In an Aug. 9 filing in the U.S. District Court for the Southern District of New York, Judge Analisa Torres said the court would be moving forward with plans for a jury trial for Ripple, CEO Brad Garlinghouse and co-founder Chris Larsen. The judge gave a deadline of Aug. 23 for prosecutors and defense lawyers to submit blackout dates for the trial but aimed for a start date between April 1 and June 30, 2024.
Torres was responsible for ruling that the XRP (XRP) coin was not a security in regard to programmatic sales on digital asset exchanges. The court decision was not a final determination in the SEC v.
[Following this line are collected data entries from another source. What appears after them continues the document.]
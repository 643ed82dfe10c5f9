//! Color model: normalized RGB pixels and square convolution kernels.
//!
//! Channels are `f64` in the nominal range 0.0-1.0. Filter math is allowed to
//! leave that range temporarily; values are clamped back by the convolution
//! engine and when the codec quantizes to 8-bit.

use std::ops::{Add, Mul};

/// Largest 8-bit channel value, used to normalize bytes into 0.0-1.0.
pub const MAX_COLOR: f64 = u8::MAX as f64;

/// An RGB pixel with normalized channels.
#[derive(Debug, Clone, Copy, Default, PartialEq)]
pub struct Pixel {
    pub red: f64,
    pub green: f64,
    pub blue: f64,
}

impl Pixel {
    pub const BLACK: Pixel = Pixel::new(0.0, 0.0, 0.0);
    pub const WHITE: Pixel = Pixel::new(1.0, 1.0, 1.0);
    pub const RED: Pixel = Pixel::new(1.0, 0.0, 0.0);
    pub const GREEN: Pixel = Pixel::new(0.0, 1.0, 0.0);
    pub const BLUE: Pixel = Pixel::new(0.0, 0.0, 1.0);

    pub const fn new(red: f64, green: f64, blue: f64) -> Self {
        Self { red, green, blue }
    }

    /// Same value in all three channels.
    pub const fn gray(value: f64) -> Self {
        Self::new(value, value, value)
    }

    /// Build a pixel from on-disk byte order (blue, green, red).
    #[inline]
    pub fn from_bgr(bytes: [u8; 3]) -> Self {
        Self::new(
            bytes[2] as f64 / MAX_COLOR,
            bytes[1] as f64 / MAX_COLOR,
            bytes[0] as f64 / MAX_COLOR,
        )
    }

    /// Quantize to on-disk byte order (blue, green, red), clamping first.
    #[inline]
    pub fn to_bgr(self) -> [u8; 3] {
        [
            quantize(self.blue),
            quantize(self.green),
            quantize(self.red),
        ]
    }

    /// Clamp every channel into 0.0-1.0.
    #[inline]
    pub fn clamped(self) -> Self {
        self.map(|c| c.clamp(0.0, 1.0))
    }

    /// Apply `f` to each channel independently.
    #[inline]
    pub fn map(self, f: impl Fn(f64) -> f64) -> Self {
        Self::new(f(self.red), f(self.green), f(self.blue))
    }
}

impl Add for Pixel {
    type Output = Pixel;

    fn add(self, rhs: Pixel) -> Pixel {
        Pixel::new(self.red + rhs.red, self.green + rhs.green, self.blue + rhs.blue)
    }
}

impl Mul<f64> for Pixel {
    type Output = Pixel;

    fn mul(self, rhs: f64) -> Pixel {
        self.map(|c| c * rhs)
    }
}

/// Round a normalized channel to the nearest 8-bit value.
#[inline]
pub fn quantize(value: f64) -> u8 {
    (MAX_COLOR * value.clamp(0.0, 1.0)).round() as u8
}

/// Square grid of convolution weights, indexed `[row][col]` around its center.
///
/// `N` is the side length; kernels used by the filters are odd-sized so the
/// center cell sits at `[N / 2][N / 2]`.
#[derive(Debug, Clone, Copy, PartialEq)]
pub struct Kernel<const N: usize> {
    weights: [[f64; N]; N],
}

impl<const N: usize> Kernel<N> {
    pub const fn new(weights: [[f64; N]; N]) -> Self {
        Self { weights }
    }

    /// Half-width of the window this kernel covers (1 for a 3x3 kernel).
    pub const fn radius(&self) -> usize {
        N / 2
    }

    /// Side length of the kernel.
    pub const fn size(&self) -> usize {
        N
    }

    #[inline]
    pub fn weight(&self, row: usize, col: usize) -> f64 {
        self.weights[row][col]
    }

    /// Sum of all weights (1.0 for brightness-preserving kernels).
    #[cfg(test)]
    pub(crate) fn sum(&self) -> f64 {
        self.weights.iter().flatten().sum()
    }
}

#[cfg(test)]
mod tests {
    use super::*;

    #[test]
    fn test_from_bgr_normalizes_and_reorders() {
        let px = Pixel::from_bgr([0, 51, 255]);
        assert!((px.red - 1.0).abs() < 1e-12);
        assert!((px.green - 0.2).abs() < 1e-12);
        assert_eq!(px.blue, 0.0);
    }

    #[test]
    fn test_to_bgr_clamps_out_of_range() {
        let px = Pixel::new(1.7, -0.3, 0.5);
        // 0.5 * 255 = 127.5 rounds away from zero
        assert_eq!(px.to_bgr(), [128, 0, 255]);
    }

    #[test]
    fn test_byte_roundtrip_is_exact() {
        for v in 0..=255u8 {
            let px = Pixel::from_bgr([v, v, v]);
            assert_eq!(px.to_bgr(), [v, v, v]);
        }
    }

    #[test]
    fn test_kernel_radius_and_sum() {
        let k = Kernel::new([[0.0, -1.0, 0.0], [-1.0, 5.0, -1.0], [0.0, -1.0, 0.0]]);
        assert_eq!(k.radius(), 1);
        assert_eq!(k.size(), 3);
        assert_eq!(k.weight(1, 1), 5.0);
        assert!((k.sum() - 1.0).abs() < 1e-12);
    }
}
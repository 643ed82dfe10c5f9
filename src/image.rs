//! In-memory pixel buffer shared by the codec and the filters.
//!
//! The buffer is a dense `(rows, cols)` array of [`Pixel`]s plus a logical
//! width and height. Cropping only shrinks the logical size; the storage keeps
//! its original shape, and every accessor here is limited to the logical
//! region so the stale remainder is never observed.

use ndarray::{s, Array2, ArrayView2, ArrayViewMut2};

use crate::color::Pixel;

#[derive(Debug, Clone, PartialEq)]
pub struct Image {
    pixels: Array2<Pixel>,
    width: usize,
    height: usize,
}

impl Image {
    /// Black image of the given size.
    pub fn new(width: usize, height: usize) -> Self {
        Self::filled(width, height, Pixel::BLACK)
    }

    pub fn filled(width: usize, height: usize, pixel: Pixel) -> Self {
        Self {
            pixels: Array2::from_elem((height, width), pixel),
            width,
            height,
        }
    }

    /// Wrap an existing `(height, width)` array.
    pub fn from_array(pixels: Array2<Pixel>) -> Self {
        let (height, width) = pixels.dim();
        Self {
            pixels,
            width,
            height,
        }
    }

    /// Build an image from rows; all rows must have the same length.
    ///
    /// Returns `None` when the rows are ragged.
    #[cfg(test)]
    pub(crate) fn from_rows(rows: Vec<Vec<Pixel>>) -> Option<Self> {
        let height = rows.len();
        let width = rows.first().map_or(0, Vec::len);
        if rows.iter().any(|row| row.len() != width) {
            return None;
        }
        let flat: Vec<Pixel> = rows.into_iter().flatten().collect();
        Array2::from_shape_vec((height, width), flat)
            .ok()
            .map(Self::from_array)
    }

    pub fn width(&self) -> usize {
        self.width
    }

    pub fn height(&self) -> usize {
        self.height
    }

    pub fn is_empty(&self) -> bool {
        self.width == 0 || self.height == 0
    }

    /// Read-only view of the logical region.
    pub fn view(&self) -> ArrayView2<'_, Pixel> {
        self.pixels.slice(s![..self.height, ..self.width])
    }

    /// Mutable view of the logical region.
    pub fn view_mut(&mut self) -> ArrayViewMut2<'_, Pixel> {
        self.pixels.slice_mut(s![..self.height, ..self.width])
    }

    /// Pixel at `(row, col)`, or `None` outside the logical region.
    pub fn get(&self, row: usize, col: usize) -> Option<Pixel> {
        if row < self.height && col < self.width {
            Some(self.pixels[[row, col]])
        } else {
            None
        }
    }

    /// Overwrite a pixel inside the logical region; out-of-range writes are ignored.
    pub fn set(&mut self, row: usize, col: usize, pixel: Pixel) {
        if row < self.height && col < self.width {
            self.pixels[[row, col]] = pixel;
        }
    }

    /// Pixel at `(row, col)` with both coordinates pulled to the nearest edge.
    ///
    /// Must not be called on an empty image.
    #[inline]
    pub fn clamped(&self, row: isize, col: isize) -> Pixel {
        self.pixels[[
            clamp_index(row, self.height),
            clamp_index(col, self.width),
        ]]
    }

    /// Shrink the logical size to at most `width` x `height`.
    pub fn crop(&mut self, width: usize, height: usize) {
        self.width = self.width.min(width);
        self.height = self.height.min(height);
    }

    /// Replace the logical region with `region`, which must match its shape.
    pub(crate) fn assign(&mut self, region: &Array2<Pixel>) {
        debug_assert_eq!(region.dim(), (self.height, self.width));
        self.view_mut().assign(region);
    }

    /// Copy of the logical region with compact storage.
    pub fn to_array(&self) -> Array2<Pixel> {
        self.view().to_owned()
    }
}

/// Clamp a signed coordinate into `0..len` (edge replication).
#[inline]
pub fn clamp_index(index: isize, len: usize) -> usize {
    index.clamp(0, len as isize - 1) as usize
}
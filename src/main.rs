//! Command-line front end: `image_processor <input> <output> [filters...]`.
//!
//! On failure the error and the list of available filters go to stderr and
//! no output file is written.

use std::process::ExitCode;

use image_processor::filters::Registry;
use image_processor::pipeline::{self, Options};
use tracing_subscriber::EnvFilter;

fn main() -> ExitCode {
    tracing_subscriber::fmt()
        .with_env_filter(EnvFilter::from_default_env())
        .with_writer(std::io::stderr)
        .init();

    let registry = Registry::default();
    let result = Options::parse(std::env::args_os().skip(1))
        .and_then(|options| pipeline::run(&options, &registry));

    match result {
        Ok(()) => ExitCode::SUCCESS,
        Err(e) => {
            tracing::warn!(error = %e, "processing failed");
            eprintln!("Error: {e}");
            eprint!("{}", registry.help_listing());
            ExitCode::FAILURE
        }
    }
}
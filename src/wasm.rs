//! WebAssembly exports.
//!
//! These functions are exposed to JavaScript via wasm-bindgen and work on
//! complete BMP file contents.

use wasm_bindgen::prelude::*;

use crate::filters::Registry;
use crate::pipeline::process_to_vec;

/// Run a filter chain over BMP file contents.
///
/// # Arguments
/// * `data` - Complete 24-bit BMP file
/// * `args` - Filter tokens, e.g. `["-gs", "-blur", "2"]`
///
/// # Returns
/// Encoded BMP bytes, or the error message as a JS string
#[wasm_bindgen]
pub fn process_bmp_wasm(data: &[u8], args: Vec<String>) -> Result<Vec<u8>, JsValue> {
    let registry = Registry::default();
    process_to_vec(data, &args, &registry).map_err(|e| JsValue::from_str(&e.to_string()))
}

/// Available filters, one `name,    help` line each.
#[wasm_bindgen]
pub fn filter_listing_wasm() -> String {
    Registry::default().help_listing()
}
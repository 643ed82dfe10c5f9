//! Error type shared by the codec, the filter registry and the CLI glue.

/// Errors raised while decoding, filtering or encoding a bitmap.
#[derive(Debug, thiserror::Error)]
pub enum Error {
    #[error("wrong file format")]
    Format,

    #[error("header name is not BitMapInfoHeader")]
    HeaderSize,

    #[error("unsupported BMP bit count")]
    BitDepth,

    #[error("unsupported BMP compression")]
    Compression,

    #[error("top-down or negative-sized bitmaps are not supported")]
    TopDown,

    #[error("truncated bitmap: expected {expected} bytes, got {actual}")]
    Truncated { expected: usize, actual: usize },

    #[error("invalid options: unknown filter {0:?}")]
    UnknownFilter(String),

    #[error("invalid options: {0}")]
    Argument(String),

    #[error("empty options")]
    EmptyOptions,

    #[error("empty output file")]
    EmptyOutputFile,

    #[error("invalid input file: {0}")]
    InvalidInputFile(String),

    #[error("invalid output file: {0}")]
    InvalidOutputFile(String),

    #[error("I/O error: {0}")]
    Io(#[from] std::io::Error),
}

/// Result type alias for image processor operations.
pub type Result<T> = std::result::Result<T, Error>;

impl Error {
    /// Shorthand for an [`Error::Argument`] with a formatted reason.
    pub(crate) fn argument(reason: impl Into<String>) -> Self {
        Error::Argument(reason.into())
    }
}
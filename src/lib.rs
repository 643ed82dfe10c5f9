//! Image Processor
//!
//! Decodes a 24-bit uncompressed BMP, runs a chain of filters over it and
//! encodes the result, with optional Python bindings via PyO3 and WASM
//! bindings for JavaScript.
//!
//! ## Image Format
//! Only one on-disk layout is accepted: `BITMAPFILEHEADER` +
//! `BITMAPINFOHEADER`, 24 bits per pixel, no compression, bottom-up rows
//! padded to 4 bytes. Everything else is rejected by [`bmp::Bitmap::decode`].
//!
//! In memory an image is an [`image::Image`]: a `(height, width)` grid of
//! [`color::Pixel`]s with `f64` channels in 0.0-1.0. Channels may leave that
//! range during filter math; they are clamped when quantized back to bytes.
//!
//! ## Filter Chain
//! Filters are resolved by CLI name through [`filters::Registry`] and applied
//! strictly left to right, each one seeing the previous one's output:
//!
//! ```text
//! image_processor in.bmp out.bmp -crop 800 600 -gs -blur 1.5
//! ```

pub mod bmp;
pub mod color;
pub mod error;
pub mod filters;
pub mod image;
pub mod pipeline;

#[cfg(feature = "wasm")]
pub mod wasm;

pub use bmp::Bitmap;
pub use color::{Kernel, Pixel};
pub use error::{Error, Result};
pub use filters::{Filter, Registry};
pub use image::Image;

// Python bindings (only when python feature is enabled)
#[cfg(feature = "python")]
mod python {
    use ndarray::Array3;
    use numpy::{IntoPyArray, PyArray3};
    use pyo3::exceptions::PyValueError;
    use pyo3::prelude::*;
    use pyo3::types::PyBytes;

    use crate::bmp::Bitmap;
    use crate::error::Error;
    use crate::filters::Registry;
    use crate::pipeline;

    fn to_py_err(err: Error) -> PyErr {
        PyValueError::new_err(err.to_string())
    }

    /// Run a filter chain over BMP file contents.
    ///
    /// # Arguments
    /// * `data` - Complete 24-bit BMP file
    /// * `args` - Filter tokens, e.g. `["-crop", "10", "10", "-neg"]`
    ///
    /// # Returns
    /// Encoded BMP bytes
    #[pyfunction]
    pub fn process_bmp<'py>(
        py: Python<'py>,
        data: &[u8],
        args: Vec<String>,
    ) -> PyResult<Bound<'py, PyBytes>> {
        let registry = Registry::default();
        let bytes = pipeline::process_to_vec(data, &args, &registry).map_err(to_py_err)?;
        Ok(PyBytes::new(py, &bytes))
    }

    /// Decode BMP file contents to a float64 array of shape (height, width, 3).
    ///
    /// Channels are RGB in 0.0-1.0; row 0 is the last row stored in the file.
    #[pyfunction]
    pub fn decode_bmp<'py>(py: Python<'py>, data: &[u8]) -> PyResult<Bound<'py, PyArray3<f64>>> {
        let bitmap = Bitmap::decode(data).map_err(to_py_err)?;
        let view = bitmap.image.view();
        let (height, width) = view.dim();
        let array = Array3::from_shape_fn((height, width, 3), |(y, x, c)| {
            let px = view[[y, x]];
            match c {
                0 => px.red,
                1 => px.green,
                _ => px.blue,
            }
        });
        Ok(array.into_pyarray(py))
    }

    /// One `name,    help` line per available filter.
    #[pyfunction]
    pub fn filter_listing() -> String {
        Registry::default().help_listing()
    }

    /// Image processor extension module
    #[pymodule]
    pub fn image_processor(m: &Bound<'_, PyModule>) -> PyResult<()> {
        m.add_function(wrap_pyfunction!(process_bmp, m)?)?;
        m.add_function(wrap_pyfunction!(decode_bmp, m)?)?;
        m.add_function(wrap_pyfunction!(filter_listing, m)?)?;
        Ok(())
    }
}

#[cfg(feature = "python")]
pub use python::image_processor;
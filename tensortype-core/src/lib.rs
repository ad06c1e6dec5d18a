//! Tensortype describes what a tensor holds: its element kind and its dimension sizes.
//!
//! A [`Type`] stores its sizes inline (rank below [`MAX_TENSOR_DIMENSIONS`]), so it is `Copy`,
//! cheap to compare and never touches the heap. Everything that reasons about tensors
//! (memory layout, operator type-checking, codegen) compares and queries these values.
//!
//! ## A quick guide
//! - Pick an [`ElementKind`] (or a native type implementing [`NativeElement`]).
//! - Build a [`Type`] with [`Type::new`], or from a static shape with [`Type::of`].
//! - Query it with [`Type::dims`], [`Type::size`], [`Type::element_size`] and friends.
//! - Project rank-4 shapes with [`ShapeNHWC`], or collapse them with [`flatten_cdr`].
//!
//! Broken preconditions (too many dimensions, wrong rank for a projection) panic.
//! Callers at a raw boundary can use the `try_*` and [`std::str::FromStr`] forms, which
//! return [`Result`] instead.
//!
//! ```
//! use tensortype_core::{flatten_cdr, ElementKind, ShapeNHWC, Type, R4};
//!
//! let ty = Type::new(ElementKind::Float, &[7, 3, 4, 2]);
//! assert_eq!(ty.size(), 168);
//! assert_eq!(ty.element_size(), 4);
//! assert_eq!(ty.to_string(), "float<7 x 3 x 4 x 2>");
//! assert_eq!(ty, Type::of::<R4<7, 3, 4, 2>, f32>());
//! assert!(ty.is_type::<f32>());
//!
//! assert_eq!(flatten_cdr(ty.dims()), (7, 24));
//! assert_eq!(ShapeNHWC::from_dims(ty.dims()), ShapeNHWC::new(7, 3, 4, 2));
//!
//! let parsed: Type = "float<7 x 3 x 4 x 2>".parse().unwrap();
//! assert_eq!(parsed, ty);
//! ```

mod dtype;
mod error;
mod shape;
mod ty;

pub use dtype::{ElementKind, NativeElement};
pub use error::{Context, Error, Result};
pub use shape::{flatten_cdr, try_flatten_cdr, Shape, ShapeNHWC, R1, R2, R3, R4, R5};
pub use ty::{Type, TypeRef, MAX_TENSOR_DIMENSIONS};
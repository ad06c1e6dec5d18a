use tensortype_core::{flatten_cdr, ElementKind, ShapeNHWC, Type, R2};

fn main() {
    let images = Type::new(ElementKind::Float, &[8, 28, 28, 3]);
    let nhwc = ShapeNHWC::from_dims(images.dims());
    let (batch, features) = flatten_cdr(images.dims());
    println!(
        "{images}: {} elements, {} bytes, {nhwc}, flattened to {batch} x {features}",
        images.size(),
        images.size() * images.element_size(),
    );

    let weights = Type::of::<R2<2352, 10>, f32>();
    assert_eq!(weights.dims()[0], features);
    println!("{weights}");

    for kind in ElementKind::ALL {
        println!("{kind:>6}: {} bytes", kind.size());
    }

    let parsed: Type = "i8<4 x 4>".parse().unwrap();
    dbg!(parsed, Type::default());
}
Ripple case, and the blockchain firm, Garlinghouse and Larsen may still be found liable for other violations.
Coinbase, facing its own lawsuit from the SEC, cited Torres’ decision on XRP in a motion to dismiss on Aug. 4. A different judge overseeing the regulator’s case against Terraform Labs largely rejected the Ripple case ruling in a separate motion to dismiss on July 31.
Related: SEC hints at potential appeal to XRP ruling from Ripple Labs lawsuit
The SEC filed its lawsuit against Ripple and the two executives in December 2020, prompting many exchanges to delist XRP — likely to avoid similar legal entanglements. However, in the wake of Torres’ ruling on July 13, many firms have already relisted the token or said they were exploring the possibility of doing so.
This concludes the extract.